* _Exercise_
Reproduce all of the data, making sure that no line differs from the original.
(Extracted entries Opens)
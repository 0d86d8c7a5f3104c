//! HTTP error mapping shared by every route.

use axum::extract::rejection::{FormRejection, JsonRejection};
use axum::http::StatusCode;
use axum::response::{IntoResponse, Response};
use axum::Json;
use serde::Serialize;

use crate::application::{ConversationError, NotifyError};

/// Failure body: `{ok: false, error, details?}`.
#[derive(Debug, Clone, Serialize)]
pub struct ErrorResponse {
    pub ok: bool,
    pub error: String,
    #[serde(skip_serializing_if = "Option::is_none")]
    pub details: Option<String>,
}

impl ErrorResponse {
    pub fn new(error: impl Into<String>) -> Self {
        Self {
            ok: false,
            error: error.into(),
            details: None,
        }
    }

    pub fn with_details(error: impl Into<String>, details: impl Into<String>) -> Self {
        Self {
            ok: false,
            error: error.into(),
            details: Some(details.into()),
        }
    }
}

/// API error wrapper that implements IntoResponse.
#[derive(Debug)]
pub enum ApiError {
    /// Missing or wrong shared token.
    Unauthorized,
    /// Body could not be read or parsed.
    InvalidBody(String),
    Notify(NotifyError),
    Conversation(ConversationError),
}

impl From<JsonRejection> for ApiError {
    fn from(rejection: JsonRejection) -> Self {
        ApiError::InvalidBody(rejection.body_text())
    }
}

impl From<FormRejection> for ApiError {
    fn from(rejection: FormRejection) -> Self {
        ApiError::InvalidBody(rejection.body_text())
    }
}

impl From<NotifyError> for ApiError {
    fn from(err: NotifyError) -> Self {
        ApiError::Notify(err)
    }
}

impl From<ConversationError> for ApiError {
    fn from(err: ConversationError) -> Self {
        ApiError::Conversation(err)
    }
}

impl IntoResponse for ApiError {
    fn into_response(self) -> Response {
        let (status, body) = match self {
            ApiError::Unauthorized => {
                return (
                    StatusCode::UNAUTHORIZED,
                    Json(serde_json::json!({ "error": "Unauthorized" })),
                )
                    .into_response();
            }
            ApiError::InvalidBody(details) => (
                StatusCode::BAD_REQUEST,
                ErrorResponse::with_details("Invalid request body", details),
            ),
            ApiError::Notify(err) => match err {
                NotifyError::Validation(e) => (StatusCode::BAD_REQUEST, ErrorResponse::new(e.to_string())),
                NotifyError::ServiceUnavailable => (
                    StatusCode::SERVICE_UNAVAILABLE,
                    ErrorResponse::new("No communication service configured"),
                ),
                NotifyError::DeliveryFailed => (
                    StatusCode::INTERNAL_SERVER_ERROR,
                    ErrorResponse::with_details(
                        "Failed to send message via all methods",
                        "Both WhatsApp and Email services are currently unavailable. Please try again later.",
                    ),
                ),
            },
            ApiError::Conversation(err) => match err {
                ConversationError::Validation(e) => {
                    (StatusCode::BAD_REQUEST, ErrorResponse::new(e.to_string()))
                }
                ConversationError::NotFound(message) => {
                    (StatusCode::NOT_FOUND, ErrorResponse::new(message))
                }
                e @ ConversationError::ServiceUnavailable(_) => {
                    (StatusCode::SERVICE_UNAVAILABLE, ErrorResponse::new(e.to_string()))
                }
                ConversationError::Channel(e) => {
                    tracing::error!(error = %e, "WhatsApp send failed");
                    (
                        StatusCode::INTERNAL_SERVER_ERROR,
                        ErrorResponse::with_details("send_failed", "The WhatsApp message could not be sent"),
                    )
                }
                ConversationError::Storage(e) => {
                    tracing::error!(error = %e, "Conversation store failure");
                    (
                        StatusCode::INTERNAL_SERVER_ERROR,
                        ErrorResponse::new("Internal server error"),
                    )
                }
            },
        };

        (status, Json(body)).into_response()
    }
}
//! Visitor identity resolution for conversation threads.
//!
//! A thread is found by one of two unique keys: the `conversationId`
//! derived from the contact form (email, or normalized name) or the visitor's
//! bare phone number reported by the WhatsApp webhook.

use std::str::FromStr;

use crate::domain::foundation::{ConversationId, Timestamp, ValidationError};

/// Address prefix Twilio puts on WhatsApp numbers.
pub const WHATSAPP_PREFIX: &str = "whatsapp:";

/// Unique key an upsert resolves against.
#[derive(Debug, Clone, PartialEq, Eq, Hash)]
pub enum ConversationKey {
    /// Key derived from the contact form submission.
    ConversationId(String),
    /// Bare visitor phone number.
    Phone(String),
}

impl ConversationKey {
    /// Key for a contact form submission.
    pub fn from_contact(visitor_name: &str, visitor_email: Option<&str>) -> Self {
        ConversationKey::ConversationId(derive_conversation_key(visitor_name, visitor_email))
    }

    /// Key for a WhatsApp address, prefix stripped.
    pub fn from_whatsapp_address(address: &str) -> Self {
        ConversationKey::Phone(strip_whatsapp_prefix(address))
    }
}

/// How an operator addresses an existing conversation.
#[derive(Debug, Clone, PartialEq, Eq)]
pub enum ConversationRef {
    Id(ConversationId),
    Key(String),
}

impl FromStr for ConversationRef {
    type Err = ValidationError;

    fn from_str(s: &str) -> Result<Self, Self::Err> {
        let s = s.trim();
        if s.is_empty() {
            return Err(ValidationError::empty_field("conversationId"));
        }
        Ok(match s.parse::<ConversationId>() {
            Ok(id) => ConversationRef::Id(id),
            Err(_) => ConversationRef::Key(s.to_string()),
        })
    }
}

/// Field updates applied when a message is upserted.
///
/// `None` leaves the stored value untouched. `updatedAt` is always refreshed.
#[derive(Debug, Clone, Default, PartialEq, Eq)]
pub struct VisitorPatch {
    pub visitor_name: Option<String>,
    pub visitor_email: Option<String>,
    pub visitor_phone: Option<String>,
    pub updated_at: Option<Timestamp>,
}

impl VisitorPatch {
    pub fn contact(visitor_name: impl Into<String>, visitor_email: Option<String>) -> Self {
        Self {
            visitor_name: Some(visitor_name.into()),
            visitor_email,
            updated_at: Some(Timestamp::now()),
            ..Default::default()
        }
    }

    pub fn phone(visitor_phone: impl Into<String>) -> Self {
        Self {
            visitor_phone: Some(visitor_phone.into()),
            updated_at: Some(Timestamp::now()),
            ..Default::default()
        }
    }
}

/// Visitor email when present, otherwise the name with whitespace runs
/// collapsed to `_` and lowercased.
pub fn derive_conversation_key(visitor_name: &str, visitor_email: Option<&str>) -> String {
    if let Some(email) = visitor_email.map(str::trim).filter(|e| !e.is_empty()) {
        return email.to_string();
    }
    visitor_name
        .split_whitespace()
        .collect::<Vec<_>>()
        .join("_")
        .to_lowercase()
}

/// Removes the `whatsapp:` address prefix, if any.
pub fn strip_whatsapp_prefix(address: &str) -> String {
    let address = address.trim();
    address
        .strip_prefix(WHATSAPP_PREFIX)
        .unwrap_or(address)
        .trim()
        .to_string()
}

/// Outbound WhatsApp address for a bare phone number.
pub fn whatsapp_address(phone: &str) -> String {
    format!("{}{}", WHATSAPP_PREFIX, strip_whatsapp_prefix(phone))
}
(Extracted entries Closes)
* _Answer for this exercise_
repository 0d86d8c7a5f3104c
//! HTTP error mapping shared by every route.

use axum::extract::rejection::{FormRejection, JsonRejection};
use axum::http::StatusCode;
use axum::response::{IntoResponse, Response};
use axum::Json;
use serde::Serialize;

use crate::application::{ConversationError, NotifyError};

/// Failure body: `{ok: false, error, details?}`.
#[derive(Debug, Clone, Serialize)]
pub struct ErrorResponse {
    pub ok: bool,
    pub error: String,
    #[serde(skip_serializing_if = "Option::is_none")]
    pub details: Option<String>,
}

impl ErrorResponse {
    pub fn new(error: impl Into<String>) -> Self {
        Self {
            ok: false,
            error: error.into(),
            details: None,
        }
    }

    pub fn with_details(error: impl Into<String>, details: impl Into<String>) -> Self {
        Self {
            ok: false,
            error: error.into(),
            details: Some(details.into()),
        }
    }
}

/// API error wrapper that implements IntoResponse.
#[derive(Debug)]
pub enum ApiError {
    /// Missing or wrong shared token.
    Unauthorized,
    /// Body could not be read or parsed.
    InvalidBody(String),
    Notify(NotifyError),
    Conversation(ConversationError),
}

impl From<JsonRejection> for ApiError {
    fn from(rejection: JsonRejection) -> Self {
        ApiError::InvalidBody(rejection.body_text())
    }
}

impl From<FormRejection> for ApiError {
    fn from(rejection: FormRejection) -> Self {
        ApiError::InvalidBody(rejection.body_text())
    }
}

impl From<NotifyError> for ApiError {
    fn from(err: NotifyError) -> Self {
        ApiError::Notify(err)
    }
}

impl From<ConversationError> for ApiError {
    fn from(err: ConversationError) -> Self {
        ApiError::Conversation(err)
    }
}

impl IntoResponse for ApiError {
    fn into_response(self) -> Response {
        let (status, body) = match self {
            ApiError::Unauthorized => {
                return (
                    StatusCode::UNAUTHORIZED,
                    Json(serde_json::json!({ "error": "Unauthorized" })),
                )
                    .into_response();
            }
            ApiError::InvalidBody(details) => (
                StatusCode::BAD_REQUEST,
                ErrorResponse::with_details("Invalid request body", details),
            ),
            ApiError::Notify(err) => match err {
                NotifyError::Validation(e) => (StatusCode::BAD_REQUEST, ErrorResponse::new(e.to_string())),
                NotifyError::ServiceUnavailable => (
                    StatusCode::SERVICE_UNAVAILABLE,
                    ErrorResponse::new("No communication service configured"),
                ),
                NotifyError::DeliveryFailed => (
                    StatusCode::INTERNAL_SERVER_ERROR,
                    ErrorResponse::with_details(
                        "Failed to send message via all methods",
                        "Both WhatsApp and Email services are currently unavailable. Please try again later.",
                    ),
                ),
            },
            ApiError::Conversation(err) => match err {
                ConversationError::Validation(e) => {
                    (StatusCode::BAD_REQUEST, ErrorResponse::new(e.to_string()))
                }
                ConversationError::NotFound(message) => {
                    (StatusCode::NOT_FOUND, ErrorResponse::new(message))
                }
                e @ ConversationError::ServiceUnavailable(_) => {
                    (StatusCode::SERVICE_UNAVAILABLE, ErrorResponse::new(e.to_string()))
                }
                ConversationError::Channel(e) => {
                    tracing::error!(error = %e, "WhatsApp send failed");
                    (
                        StatusCode::INTERNAL_SERVER_ERROR,
                        ErrorResponse::with_details("send_failed", "The WhatsApp message could not be sent"),
                    )
                }
                ConversationError::Storage(e) => {
                    tracing::error!(error = %e, "Conversation store failure");
                    (
                        StatusCode::INTERNAL_SERVER_ERROR,
                        ErrorResponse::new("Internal server error"),
                    )
                }
            },
        };

        (status, Json(body)).into_response()
    }
}
//! Visitor identity resolution for conversation threads.
//!
//! A thread is found by one of two unique keys: the `conversationId`
//! derived from the contact form (email, or normalized name) or the visitor's
//! bare phone number reported by the WhatsApp webhook.

use std::str::FromStr;

use crate::domain::foundation::{ConversationId, Timestamp, ValidationError};

/// Address prefix Twilio puts on WhatsApp numbers.
pub const WHATSAPP_PREFIX: &str = "whatsapp:";

/// Unique key an upsert resolves against.
#[derive(Debug, Clone, PartialEq, Eq, Hash)]
pub enum ConversationKey {
    /// Key derived from the contact form submission.
    ConversationId(String),
    /// Bare visitor phone number.
    Phone(String),
}

impl ConversationKey {
    /// Key for a contact form submission.
    pub fn from_contact(visitor_name: &str, visitor_email: Option<&str>) -> Self {
        ConversationKey::ConversationId(derive_conversation_key(visitor_name, visitor_email))
    }

    /// Key for a WhatsApp address, prefix stripped.
    pub fn from_whatsapp_address(address: &str) -> Self {
        ConversationKey::Phone(strip_whatsapp_prefix(address))
    }
}

/// How an operator addresses an existing conversation.
#[derive(Debug, Clone, PartialEq, Eq)]
pub enum ConversationRef {
    Id(ConversationId),
    Key(String),
}

impl FromStr for ConversationRef {
    type Err = ValidationError;

    fn from_str(s: &str) -> Result<Self, Self::Err> {
        let s = s.trim();
        if s.is_empty() {
            return Err(ValidationError::empty_field("conversationId"));
        }
        Ok(match s.parse::<ConversationId>() {
            Ok(id) => ConversationRef::Id(id),
            Err(_) => ConversationRef::Key(s.to_string()),
        })
    }
}

/// Field updates applied when a message is upserted.
///
/// `None` leaves the stored value untouched. `updatedAt` is always refreshed.
#[derive(Debug, Clone, Default, PartialEq, Eq)]
pub struct VisitorPatch {
    pub visitor_name: Option<String>,
    pub visitor_email: Option<String>,
    pub visitor_phone: Option<String>,
    pub updated_at: Option<Timestamp>,
}

impl VisitorPatch {
    pub fn contact(visitor_name: impl Into<String>, visitor_email: Option<String>) -> Self {
        Self {
            visitor_name: Some(visitor_name.into()),
            visitor_email,
            updated_at: Some(Timestamp::now()),
            ..Default::default()
        }
    }

    pub fn phone(visitor_phone: impl Into<String>) -> Self {
        Self {
            visitor_phone: Some(visitor_phone.into()),
            updated_at: Some(Timestamp::now()),
            ..Default::default()
        }
    }
}

/// Visitor email when present, otherwise the name with whitespace runs
/// collapsed to `_` and lowercased.
pub fn derive_conversation_key(visitor_name: &str, visitor_email: Option<&str>) -> String {
    if let Some(email) = visitor_email.map(str::trim).filter(|e| !e.is_empty()) {
        return email.to_string();
    }
    visitor_name
        .split_whitespace()
        .collect::<Vec<_>>()
        .join("_")
        .to_lowercase()
}

/// Removes the `whatsapp:` address prefix, if any.
pub fn strip_whatsapp_prefix(address: &str) -> String {
    let address = address.trim();
    address
        .strip_prefix(WHATSAPP_PREFIX)
        .unwrap_or(address)
        .trim()
        .to_string()
}

/// Outbound WhatsApp address for a bare phone number.
pub fn whatsapp_address(phone: &str) -> String {
    format!("{}{}", WHATSAPP_PREFIX, strip_whatsapp_prefix(phone))
}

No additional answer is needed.